MATERIAL TO PROCESS:
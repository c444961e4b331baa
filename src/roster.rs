use std::collections::HashSet;

use crate::errors::{BracketError, BracketResult};
use crate::progression::validate_score;
use crate::seeding::{balanced_pairs, sort_by_score_desc};
use crate::types::{Participant, ParticipantId, UNCATEGORIZED};

/// Roster keeps the participant list in seed order and hands out participant ids.
/// Ids are issued once and never reused, even after a removal or a clear.
#[derive(Debug, Clone)]
pub struct Roster {
    participants: Vec<Participant>,
    next_id: ParticipantId,
}

impl Default for Roster {
    fn default() -> Self {
        Roster {
            participants: Vec::new(),
            next_id: 1,
        }
    }
}

impl Roster {
    pub fn new() -> Self {
        Roster::default()
    }

    /// Rebuild a roster from exported records, keeping their ids. New ids continue
    /// after both the roster and `taken`, the ids still held by bracket entrants
    /// that were removed from the roster.
    pub fn from_participants(
        participants: Vec<Participant>,
        taken: impl IntoIterator<Item = ParticipantId>,
    ) -> BracketResult<Self> {
        let mut seen = HashSet::new();
        for participant in &participants {
            if participant.name.trim().is_empty() {
                return Err(BracketError::EmptyName);
            }
            validate_score(participant.score)?;
            if !seen.insert(participant.id) {
                return Err(BracketError::InvalidImport(format!(
                    "duplicate participant id {}",
                    participant.id
                )));
            }
        }
        let highest = participants.iter().map(|p| p.id).chain(taken).max();
        let next_id = match highest {
            Some(max) => max.checked_add(1).ok_or_else(|| {
                BracketError::InvalidImport(format!("participant id {max} leaves no id for new participants"))
            })?,
            None => 1,
        };
        Ok(Roster { participants, next_id })
    }

    /// Add a participant at the end of the seed order
    pub fn add(&mut self, name: &str, score: Option<f64>) -> BracketResult<ParticipantId> {
        let name = name.trim();
        if name.is_empty() {
            return Err(BracketError::EmptyName);
        }
        let score = validate_score(score)?;
        let id = self.next_id;
        self.next_id = id.checked_add(1).ok_or(BracketError::IdsExhausted)?;
        self.participants.push(Participant::new(id, name, score));
        Ok(id)
    }

    /// Remove a participant. Brackets built earlier keep their own snapshot.
    pub fn remove(&mut self, id: ParticipantId) -> BracketResult<Participant> {
        let index = self
            .participants
            .iter()
            .position(|p| p.id == id)
            .ok_or(BracketError::ParticipantNotFound(id))?;
        Ok(self.participants.remove(index))
    }

    pub fn clear(&mut self) {
        self.participants.clear();
    }

    pub fn set_score(&mut self, id: ParticipantId, score: Option<f64>) -> BracketResult<()> {
        let score = validate_score(score)?;
        let participant = self.get_mut(id)?;
        participant.score = score;
        Ok(())
    }

    /// Category labels come from outside the engine; an empty label resets to the default.
    pub fn set_category(&mut self, id: ParticipantId, category: &str) -> BracketResult<()> {
        let participant = self.get_mut(id)?;
        let trimmed = category.trim();
        participant.category = if trimmed.is_empty() {
            UNCATEGORIZED.to_string()
        } else {
            trimmed.to_string()
        };
        Ok(())
    }

    /// Reorder by score, highest first. Ties keep their current order.
    pub fn seed_by_score(&mut self) {
        sort_by_score_desc(&mut self.participants);
    }

    /// Strongest-with-weakest team pairing over the current roster
    pub fn balanced_teams(&self) -> Vec<(ParticipantId, Option<ParticipantId>)> {
        balanced_pairs(&self.participants)
    }

    pub fn get(&self, id: ParticipantId) -> Option<&Participant> {
        self.participants.iter().find(|p| p.id == id)
    }

    fn get_mut(&mut self, id: ParticipantId) -> BracketResult<&mut Participant> {
        self.participants
            .iter_mut()
            .find(|p| p.id == id)
            .ok_or(BracketError::ParticipantNotFound(id))
    }

    pub fn participants(&self) -> &[Participant] {
        &self.participants
    }

    pub fn len(&self) -> usize {
        self.participants.len()
    }

    pub fn is_empty(&self) -> bool {
        self.participants.is_empty()
    }
}
//! Jobs as reported by the host's management API.

use serde::{Deserialize, Serialize};

/// One unit of in-progress work on the remote host.
///
/// Mirrors the `/core/get_jobs` payload. The monitor only decides on the
/// count, but `method` drives the exclusion filter and `id` gives log lines
/// something stable to point at. Unlisted payload fields are ignored.
#[derive(Debug, Clone, Serialize, Deserialize)]
pub struct Job {
    /// Server-assigned job id.
    pub id: i64,
    /// Dotted method name, e.g. `pool.scrub.scrub`.
    pub method: String,
    /// Job state as reported, e.g. `RUNNING`.
    #[serde(default)]
    pub state: String,
    /// Progress report, when the job publishes one.
    #[serde(default)]
    pub progress: Option<JobProgress>,
}

/// Progress of a running job.
#[derive(Debug, Clone, Serialize, Deserialize)]
pub struct JobProgress {
    /// Completion percentage, 0-100.
    #[serde(default)]
    pub percent: Option<f64>,
    /// Free-form progress description.
    #[serde(default)]
    pub description: Option<String>,
}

BRIEF:
The reply should restate the records above in full, character for character.

THE ANSWER:
repository c444961e4b331baa
filename src/roster.rs
use std::collections::HashSet;

use crate::errors::{BracketError, BracketResult};
use crate::progression::validate_score;
use crate::seeding::{balanced_pairs, sort_by_score_desc};
use crate::types::{Participant, ParticipantId, UNCATEGORIZED};

/// Roster keeps the participant list in seed order and hands out participant ids.
/// Ids are issued once and never reused, even after a removal or a clear.
#[derive(Debug, Clone)]
pub struct Roster {
    participants: Vec<Participant>,
    next_id: ParticipantId,
}

impl Default for Roster {
    fn default() -> Self {
        Roster {
            participants: Vec::new(),
            next_id: 1,
        }
    }
}

impl Roster {
    pub fn new() -> Self {
        Roster::default()
    }

    /// Rebuild a roster from exported records, keeping their ids. New ids continue
    /// after both the roster and `taken`, the ids still held by bracket entrants
    /// that were removed from the roster.
    pub fn from_participants(
        participants: Vec<Participant>,
        taken: impl IntoIterator<Item = ParticipantId>,
    ) -> BracketResult<Self> {
        let mut seen = HashSet::new();
        for participant in &participants {
            if participant.name.trim().is_empty() {
                return Err(BracketError::EmptyName);
            }
            validate_score(participant.score)?;
            if !seen.insert(participant.id) {
                return Err(BracketError::InvalidImport(format!(
                    "duplicate participant id {}",
                    participant.id
                )));
            }
        }
        let highest = participants.iter().map(|p| p.id).chain(taken).max();
        let next_id = match highest {
            Some(max) => max.checked_add(1).ok_or_else(|| {
                BracketError::InvalidImport(format!("participant id {max} leaves no id for new participants"))
            })?,
            None => 1,
        };
        Ok(Roster { participants, next_id })
    }

    /// Add a participant at the end of the seed order
    pub fn add(&mut self, name: &str, score: Option<f64>) -> BracketResult<ParticipantId> {
        let name = name.trim();
        if name.is_empty() {
            return Err(BracketError::EmptyName);
        }
        let score = validate_score(score)?;
        let id = self.next_id;
        self.next_id = id.checked_add(1).ok_or(BracketError::IdsExhausted)?;
        self.participants.push(Participant::new(id, name, score));
        Ok(id)
    }

    /// Remove a participant. Brackets built earlier keep their own snapshot.
    pub fn remove(&mut self, id: ParticipantId) -> BracketResult<Participant> {
        let index = self
            .participants
            .iter()
            .position(|p| p.id == id)
            .ok_or(BracketError::ParticipantNotFound(id))?;
        Ok(self.participants.remove(index))
    }

    pub fn clear(&mut self) {
        self.participants.clear();
    }

    pub fn set_score(&mut self, id: ParticipantId, score: Option<f64>) -> BracketResult<()> {
        let score = validate_score(score)?;
        let participant = self.get_mut(id)?;
        participant.score = score;
        Ok(())
    }

    /// Category labels come from outside the engine; an empty label resets to the default.
    pub fn set_category(&mut self, id: ParticipantId, category: &str) -> BracketResult<()> {
        let participant = self.get_mut(id)?;
        let trimmed = category.trim();
        participant.category = if trimmed.is_empty() {
            UNCATEGORIZED.to_string()
        } else {
            trimmed.to_string()
        };
        Ok(())
    }

    /// Reorder by score, highest first. Ties keep their current order.
    pub fn seed_by_score(&mut self) {
        sort_by_score_desc(&mut self.participants);
    }

    /// Strongest-with-weakest team pairing over the current roster
    pub fn balanced_teams(&self) -> Vec<(ParticipantId, Option<ParticipantId>)> {
        balanced_pairs(&self.participants)
    }

    pub fn get(&self, id: ParticipantId) -> Option<&Participant> {
        self.participants.iter().find(|p| p.id == id)
    }

    fn get_mut(&mut self, id: ParticipantId) -> BracketResult<&mut Participant> {
        self.participants
            .iter_mut()
            .find(|p| p.id == id)
            .ok_or(BracketError::ParticipantNotFound(id))
    }

    pub fn participants(&self) -> &[Participant] {
        &self.participants
    }

    pub fn len(&self) -> usize {
        self.participants.len()
    }

    pub fn is_empty(&self) -> bool {
        self.participants.is_empty()
    }
}
//! Jobs as reported by the host's management API.

use serde::{Deserialize, Serialize};

/// One unit of in-progress work on the remote host.
///
/// Mirrors the `/core/get_jobs` payload. The monitor only decides on the
/// count, but `method` drives the exclusion filter and `id` gives log lines
/// something stable to point at. Unlisted payload fields are ignored.
#[derive(Debug, Clone, Serialize, Deserialize)]
pub struct Job {
    /// Server-assigned job id.
    pub id: i64,
    /// Dotted method name, e.g. `pool.scrub.scrub`.
    pub method: String,
    /// Job state as reported, e.g. `RUNNING`.
    #[serde(default)]
    pub state: String,
    /// Progress report, when the job publishes one.
    #[serde(default)]
    pub progress: Option<JobProgress>,
}

/// Progress of a running job.
#[derive(Debug, Clone, Serialize, Deserialize)]
pub struct JobProgress {
    /// Completion percentage, 0-100.
    #[serde(default)]
    pub percent: Option<f64>,
    /// Free-form progress description.
    #[serde(default)]
    pub description: Option<String>,
}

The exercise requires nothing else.